:: Exercise ::
Below are the data; count the lines with the string "pruning" in them and give that number only.

# # # #

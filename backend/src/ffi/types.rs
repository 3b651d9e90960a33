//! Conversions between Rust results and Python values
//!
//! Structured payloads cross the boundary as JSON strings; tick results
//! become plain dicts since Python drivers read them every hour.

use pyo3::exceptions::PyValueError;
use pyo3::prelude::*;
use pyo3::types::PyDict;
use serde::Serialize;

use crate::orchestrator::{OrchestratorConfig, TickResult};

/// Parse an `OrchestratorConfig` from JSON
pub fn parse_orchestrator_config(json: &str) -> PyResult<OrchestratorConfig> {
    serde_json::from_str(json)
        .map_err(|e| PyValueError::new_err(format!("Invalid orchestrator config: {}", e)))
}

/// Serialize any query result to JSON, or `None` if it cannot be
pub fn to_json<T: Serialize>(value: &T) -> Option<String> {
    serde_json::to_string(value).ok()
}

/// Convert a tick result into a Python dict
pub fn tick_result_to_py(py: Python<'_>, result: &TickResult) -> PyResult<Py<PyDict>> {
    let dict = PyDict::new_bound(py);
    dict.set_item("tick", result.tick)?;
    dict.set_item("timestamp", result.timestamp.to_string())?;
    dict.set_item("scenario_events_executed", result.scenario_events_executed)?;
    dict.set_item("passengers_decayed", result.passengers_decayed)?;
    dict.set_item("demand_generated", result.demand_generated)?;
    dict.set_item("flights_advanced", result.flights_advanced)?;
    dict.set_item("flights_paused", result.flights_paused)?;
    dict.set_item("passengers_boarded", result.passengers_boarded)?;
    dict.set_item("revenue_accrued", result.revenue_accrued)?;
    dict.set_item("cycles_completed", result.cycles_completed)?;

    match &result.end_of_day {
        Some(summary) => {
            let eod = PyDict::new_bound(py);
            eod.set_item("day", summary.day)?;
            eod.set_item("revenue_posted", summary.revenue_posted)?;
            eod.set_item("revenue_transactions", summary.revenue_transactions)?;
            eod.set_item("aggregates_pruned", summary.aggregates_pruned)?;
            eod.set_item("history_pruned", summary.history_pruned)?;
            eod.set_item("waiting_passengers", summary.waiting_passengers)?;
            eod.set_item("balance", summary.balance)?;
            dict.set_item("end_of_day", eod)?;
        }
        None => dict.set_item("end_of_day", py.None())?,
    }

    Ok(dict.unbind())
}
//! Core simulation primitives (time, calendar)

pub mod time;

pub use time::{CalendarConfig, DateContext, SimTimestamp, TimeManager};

# # # #

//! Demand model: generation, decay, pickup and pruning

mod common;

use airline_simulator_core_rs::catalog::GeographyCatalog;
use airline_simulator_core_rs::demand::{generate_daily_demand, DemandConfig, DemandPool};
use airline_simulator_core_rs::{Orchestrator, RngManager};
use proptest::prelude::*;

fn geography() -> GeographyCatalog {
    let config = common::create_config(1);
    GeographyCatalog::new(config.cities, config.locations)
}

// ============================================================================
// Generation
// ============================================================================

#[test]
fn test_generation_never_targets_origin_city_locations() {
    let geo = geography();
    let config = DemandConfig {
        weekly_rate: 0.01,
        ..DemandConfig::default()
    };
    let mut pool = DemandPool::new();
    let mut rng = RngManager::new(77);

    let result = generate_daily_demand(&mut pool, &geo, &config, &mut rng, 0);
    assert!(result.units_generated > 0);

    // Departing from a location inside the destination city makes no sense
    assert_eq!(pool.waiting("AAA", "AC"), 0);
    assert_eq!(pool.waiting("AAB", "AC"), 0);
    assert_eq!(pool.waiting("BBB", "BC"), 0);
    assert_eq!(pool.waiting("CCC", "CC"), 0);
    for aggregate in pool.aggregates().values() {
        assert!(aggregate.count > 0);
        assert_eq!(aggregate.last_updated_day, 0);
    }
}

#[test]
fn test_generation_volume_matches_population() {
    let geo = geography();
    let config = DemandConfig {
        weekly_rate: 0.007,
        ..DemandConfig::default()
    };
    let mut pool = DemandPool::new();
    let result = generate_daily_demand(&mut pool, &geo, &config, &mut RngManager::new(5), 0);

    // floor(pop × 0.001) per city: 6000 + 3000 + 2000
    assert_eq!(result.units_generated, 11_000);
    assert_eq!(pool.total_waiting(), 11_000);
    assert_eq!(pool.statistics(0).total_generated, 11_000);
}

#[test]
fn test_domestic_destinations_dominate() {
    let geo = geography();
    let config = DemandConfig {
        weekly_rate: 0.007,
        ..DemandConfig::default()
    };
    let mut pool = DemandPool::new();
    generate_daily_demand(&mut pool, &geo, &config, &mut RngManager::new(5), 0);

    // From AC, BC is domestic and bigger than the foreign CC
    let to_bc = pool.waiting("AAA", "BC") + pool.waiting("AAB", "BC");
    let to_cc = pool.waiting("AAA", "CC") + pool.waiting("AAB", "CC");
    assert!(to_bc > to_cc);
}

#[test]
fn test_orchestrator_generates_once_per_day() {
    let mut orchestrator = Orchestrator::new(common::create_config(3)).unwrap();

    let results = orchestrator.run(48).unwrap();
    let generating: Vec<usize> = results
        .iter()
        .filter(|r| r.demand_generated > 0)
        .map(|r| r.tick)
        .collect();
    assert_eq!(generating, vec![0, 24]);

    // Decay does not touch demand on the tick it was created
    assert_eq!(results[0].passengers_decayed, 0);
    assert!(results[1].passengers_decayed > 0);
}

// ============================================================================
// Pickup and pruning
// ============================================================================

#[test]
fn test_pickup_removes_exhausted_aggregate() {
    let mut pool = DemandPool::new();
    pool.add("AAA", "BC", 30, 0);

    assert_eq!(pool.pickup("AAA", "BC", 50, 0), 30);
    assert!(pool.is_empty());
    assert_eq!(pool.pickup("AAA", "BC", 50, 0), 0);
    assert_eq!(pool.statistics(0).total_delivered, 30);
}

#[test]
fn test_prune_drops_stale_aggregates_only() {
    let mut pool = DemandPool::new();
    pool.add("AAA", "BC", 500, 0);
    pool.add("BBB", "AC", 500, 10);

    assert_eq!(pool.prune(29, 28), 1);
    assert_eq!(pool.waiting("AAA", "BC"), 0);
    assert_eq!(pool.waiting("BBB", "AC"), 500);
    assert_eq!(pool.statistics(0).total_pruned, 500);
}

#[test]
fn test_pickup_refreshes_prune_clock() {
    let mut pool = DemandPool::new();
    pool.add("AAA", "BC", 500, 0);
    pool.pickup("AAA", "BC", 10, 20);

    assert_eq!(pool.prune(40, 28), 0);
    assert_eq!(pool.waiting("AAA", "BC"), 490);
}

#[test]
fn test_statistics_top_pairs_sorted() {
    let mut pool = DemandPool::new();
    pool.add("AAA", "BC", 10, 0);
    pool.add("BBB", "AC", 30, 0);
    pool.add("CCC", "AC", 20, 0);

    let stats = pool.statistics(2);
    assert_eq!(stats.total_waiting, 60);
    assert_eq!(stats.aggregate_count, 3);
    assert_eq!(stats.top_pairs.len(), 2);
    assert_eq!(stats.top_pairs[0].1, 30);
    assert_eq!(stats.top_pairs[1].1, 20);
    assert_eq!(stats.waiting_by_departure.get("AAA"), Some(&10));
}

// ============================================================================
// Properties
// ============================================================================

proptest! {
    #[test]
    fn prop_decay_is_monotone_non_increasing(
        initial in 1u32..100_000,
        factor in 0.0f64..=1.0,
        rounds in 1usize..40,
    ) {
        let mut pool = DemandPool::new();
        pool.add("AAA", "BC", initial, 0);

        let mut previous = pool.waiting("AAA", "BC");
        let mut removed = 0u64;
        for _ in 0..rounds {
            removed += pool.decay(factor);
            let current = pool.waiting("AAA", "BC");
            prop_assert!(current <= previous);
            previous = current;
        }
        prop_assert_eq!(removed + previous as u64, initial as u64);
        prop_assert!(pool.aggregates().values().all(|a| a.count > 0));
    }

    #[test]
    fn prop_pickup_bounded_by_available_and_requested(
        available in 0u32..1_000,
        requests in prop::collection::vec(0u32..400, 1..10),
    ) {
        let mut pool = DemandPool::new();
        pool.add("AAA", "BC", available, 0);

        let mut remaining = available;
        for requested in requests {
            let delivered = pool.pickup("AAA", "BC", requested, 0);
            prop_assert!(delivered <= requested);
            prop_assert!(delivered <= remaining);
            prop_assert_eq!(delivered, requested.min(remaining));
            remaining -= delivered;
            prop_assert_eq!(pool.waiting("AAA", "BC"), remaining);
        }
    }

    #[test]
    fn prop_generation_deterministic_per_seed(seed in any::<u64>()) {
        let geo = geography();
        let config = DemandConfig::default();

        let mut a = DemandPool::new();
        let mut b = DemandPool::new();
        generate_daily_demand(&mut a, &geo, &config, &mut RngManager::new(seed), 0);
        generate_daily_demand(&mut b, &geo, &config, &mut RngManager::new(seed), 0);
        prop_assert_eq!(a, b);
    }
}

# # # #

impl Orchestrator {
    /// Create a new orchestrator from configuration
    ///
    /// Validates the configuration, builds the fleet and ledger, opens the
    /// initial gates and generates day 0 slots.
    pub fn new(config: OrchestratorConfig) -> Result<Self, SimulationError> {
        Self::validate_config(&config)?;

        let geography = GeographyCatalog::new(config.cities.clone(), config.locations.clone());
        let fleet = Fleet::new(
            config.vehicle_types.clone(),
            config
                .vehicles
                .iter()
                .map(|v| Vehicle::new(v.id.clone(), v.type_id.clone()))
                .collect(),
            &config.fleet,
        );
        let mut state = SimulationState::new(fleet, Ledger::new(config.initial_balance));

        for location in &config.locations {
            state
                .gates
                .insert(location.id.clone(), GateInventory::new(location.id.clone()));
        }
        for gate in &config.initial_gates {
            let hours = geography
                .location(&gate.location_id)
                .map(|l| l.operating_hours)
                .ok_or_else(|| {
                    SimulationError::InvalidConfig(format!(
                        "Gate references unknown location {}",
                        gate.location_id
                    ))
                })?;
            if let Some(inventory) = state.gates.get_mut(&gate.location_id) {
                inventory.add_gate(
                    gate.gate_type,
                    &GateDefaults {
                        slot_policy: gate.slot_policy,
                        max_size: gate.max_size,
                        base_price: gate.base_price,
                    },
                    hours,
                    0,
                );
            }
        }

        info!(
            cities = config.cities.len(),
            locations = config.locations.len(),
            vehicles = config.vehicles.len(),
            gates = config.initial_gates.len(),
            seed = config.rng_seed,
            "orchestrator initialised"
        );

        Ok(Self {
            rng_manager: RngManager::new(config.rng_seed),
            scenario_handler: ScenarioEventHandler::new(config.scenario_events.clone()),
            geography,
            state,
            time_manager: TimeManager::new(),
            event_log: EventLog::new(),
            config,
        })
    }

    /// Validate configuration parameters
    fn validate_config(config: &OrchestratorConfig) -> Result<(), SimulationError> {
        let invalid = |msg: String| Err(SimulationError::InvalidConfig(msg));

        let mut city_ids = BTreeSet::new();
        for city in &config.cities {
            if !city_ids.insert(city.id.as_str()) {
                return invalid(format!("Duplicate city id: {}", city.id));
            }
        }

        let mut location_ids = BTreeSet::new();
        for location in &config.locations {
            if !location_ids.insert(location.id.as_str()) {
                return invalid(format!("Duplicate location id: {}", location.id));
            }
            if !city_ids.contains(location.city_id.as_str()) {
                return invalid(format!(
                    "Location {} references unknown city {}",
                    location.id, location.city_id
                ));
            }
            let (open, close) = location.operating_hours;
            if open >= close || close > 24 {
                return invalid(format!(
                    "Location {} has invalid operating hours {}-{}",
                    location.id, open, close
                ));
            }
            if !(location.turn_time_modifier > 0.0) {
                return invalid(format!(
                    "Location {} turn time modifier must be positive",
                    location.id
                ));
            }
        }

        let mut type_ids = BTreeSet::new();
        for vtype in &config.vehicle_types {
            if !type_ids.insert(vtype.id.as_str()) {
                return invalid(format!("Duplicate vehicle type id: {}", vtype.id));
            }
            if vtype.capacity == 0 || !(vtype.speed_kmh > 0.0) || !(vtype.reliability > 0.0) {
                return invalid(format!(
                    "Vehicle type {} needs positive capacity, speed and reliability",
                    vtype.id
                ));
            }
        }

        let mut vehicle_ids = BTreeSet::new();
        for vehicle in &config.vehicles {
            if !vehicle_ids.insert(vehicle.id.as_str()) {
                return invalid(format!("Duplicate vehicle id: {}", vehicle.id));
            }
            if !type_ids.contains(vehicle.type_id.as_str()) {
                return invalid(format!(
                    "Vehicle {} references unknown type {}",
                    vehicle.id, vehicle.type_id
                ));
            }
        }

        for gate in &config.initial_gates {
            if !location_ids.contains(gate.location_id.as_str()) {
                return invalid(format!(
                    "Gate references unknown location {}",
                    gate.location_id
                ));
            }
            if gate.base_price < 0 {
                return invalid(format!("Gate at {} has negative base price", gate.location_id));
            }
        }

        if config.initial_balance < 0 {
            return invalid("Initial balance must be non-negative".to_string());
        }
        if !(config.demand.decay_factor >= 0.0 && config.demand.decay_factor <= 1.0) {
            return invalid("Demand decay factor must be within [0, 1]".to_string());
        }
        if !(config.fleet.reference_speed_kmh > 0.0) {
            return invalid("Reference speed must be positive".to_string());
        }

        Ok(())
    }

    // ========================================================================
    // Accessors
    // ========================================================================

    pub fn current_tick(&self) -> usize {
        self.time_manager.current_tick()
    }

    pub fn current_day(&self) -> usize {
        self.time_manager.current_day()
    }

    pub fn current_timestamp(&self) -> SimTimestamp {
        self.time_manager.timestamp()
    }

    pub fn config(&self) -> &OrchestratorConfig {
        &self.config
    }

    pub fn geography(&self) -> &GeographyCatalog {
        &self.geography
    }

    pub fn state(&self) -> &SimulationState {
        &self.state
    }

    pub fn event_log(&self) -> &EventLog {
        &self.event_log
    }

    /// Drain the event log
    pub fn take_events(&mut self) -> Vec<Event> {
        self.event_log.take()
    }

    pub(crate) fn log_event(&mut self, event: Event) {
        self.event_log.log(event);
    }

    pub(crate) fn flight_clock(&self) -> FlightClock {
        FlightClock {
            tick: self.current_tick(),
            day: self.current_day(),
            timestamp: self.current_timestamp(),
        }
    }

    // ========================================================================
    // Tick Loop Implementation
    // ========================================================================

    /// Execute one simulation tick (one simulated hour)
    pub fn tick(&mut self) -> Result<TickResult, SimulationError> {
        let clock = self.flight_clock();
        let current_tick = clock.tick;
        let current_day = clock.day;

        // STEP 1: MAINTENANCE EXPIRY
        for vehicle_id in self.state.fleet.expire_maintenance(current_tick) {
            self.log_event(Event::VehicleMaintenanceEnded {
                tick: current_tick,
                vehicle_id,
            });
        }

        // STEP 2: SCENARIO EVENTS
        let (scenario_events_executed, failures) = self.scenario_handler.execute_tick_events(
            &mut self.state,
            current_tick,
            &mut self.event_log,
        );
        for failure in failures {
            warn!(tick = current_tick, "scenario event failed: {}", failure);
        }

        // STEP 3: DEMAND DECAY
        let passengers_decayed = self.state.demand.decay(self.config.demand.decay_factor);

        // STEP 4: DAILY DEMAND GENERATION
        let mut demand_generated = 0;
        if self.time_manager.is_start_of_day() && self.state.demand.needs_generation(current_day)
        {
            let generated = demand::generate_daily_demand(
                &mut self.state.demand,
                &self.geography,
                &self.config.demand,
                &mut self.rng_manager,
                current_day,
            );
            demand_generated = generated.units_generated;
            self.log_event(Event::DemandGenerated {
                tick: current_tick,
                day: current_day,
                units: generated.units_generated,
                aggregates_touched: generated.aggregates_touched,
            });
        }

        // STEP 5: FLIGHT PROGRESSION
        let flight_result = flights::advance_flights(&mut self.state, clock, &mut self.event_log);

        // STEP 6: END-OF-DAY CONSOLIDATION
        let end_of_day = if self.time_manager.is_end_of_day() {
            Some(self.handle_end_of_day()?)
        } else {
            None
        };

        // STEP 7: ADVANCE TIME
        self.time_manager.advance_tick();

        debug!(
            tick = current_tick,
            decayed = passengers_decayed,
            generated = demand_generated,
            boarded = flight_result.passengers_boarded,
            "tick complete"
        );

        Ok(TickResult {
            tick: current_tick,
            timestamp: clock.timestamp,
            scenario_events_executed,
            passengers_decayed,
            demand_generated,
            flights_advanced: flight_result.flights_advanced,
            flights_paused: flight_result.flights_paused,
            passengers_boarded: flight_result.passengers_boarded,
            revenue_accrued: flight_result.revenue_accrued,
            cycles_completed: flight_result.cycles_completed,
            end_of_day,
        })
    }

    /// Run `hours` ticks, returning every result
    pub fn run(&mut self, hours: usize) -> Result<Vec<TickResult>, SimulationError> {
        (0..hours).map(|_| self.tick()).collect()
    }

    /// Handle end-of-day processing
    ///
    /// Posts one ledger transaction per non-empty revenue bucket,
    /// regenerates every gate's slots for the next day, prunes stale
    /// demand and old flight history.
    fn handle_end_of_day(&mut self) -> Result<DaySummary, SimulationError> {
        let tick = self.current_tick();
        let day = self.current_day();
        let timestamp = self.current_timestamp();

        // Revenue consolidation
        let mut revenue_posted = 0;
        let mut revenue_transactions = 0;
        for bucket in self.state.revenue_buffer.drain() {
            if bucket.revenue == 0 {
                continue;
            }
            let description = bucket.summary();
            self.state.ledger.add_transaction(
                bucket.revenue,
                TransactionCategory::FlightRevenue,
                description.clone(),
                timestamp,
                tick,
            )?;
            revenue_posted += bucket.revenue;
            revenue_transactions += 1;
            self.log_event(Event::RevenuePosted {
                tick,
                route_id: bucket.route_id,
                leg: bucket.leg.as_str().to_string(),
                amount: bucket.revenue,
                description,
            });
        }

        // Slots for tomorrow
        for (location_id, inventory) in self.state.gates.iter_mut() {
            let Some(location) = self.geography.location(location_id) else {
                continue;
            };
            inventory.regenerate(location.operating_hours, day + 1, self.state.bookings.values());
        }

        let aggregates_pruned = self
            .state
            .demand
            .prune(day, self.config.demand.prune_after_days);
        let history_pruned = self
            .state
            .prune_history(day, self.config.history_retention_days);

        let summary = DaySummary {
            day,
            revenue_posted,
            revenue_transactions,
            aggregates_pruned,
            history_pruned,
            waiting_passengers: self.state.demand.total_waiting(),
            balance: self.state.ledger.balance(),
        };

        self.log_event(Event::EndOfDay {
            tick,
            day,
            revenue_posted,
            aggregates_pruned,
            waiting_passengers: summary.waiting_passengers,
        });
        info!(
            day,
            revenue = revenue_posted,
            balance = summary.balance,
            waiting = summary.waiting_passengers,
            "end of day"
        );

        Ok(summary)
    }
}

# # # #

:: Response to this exercise ::
2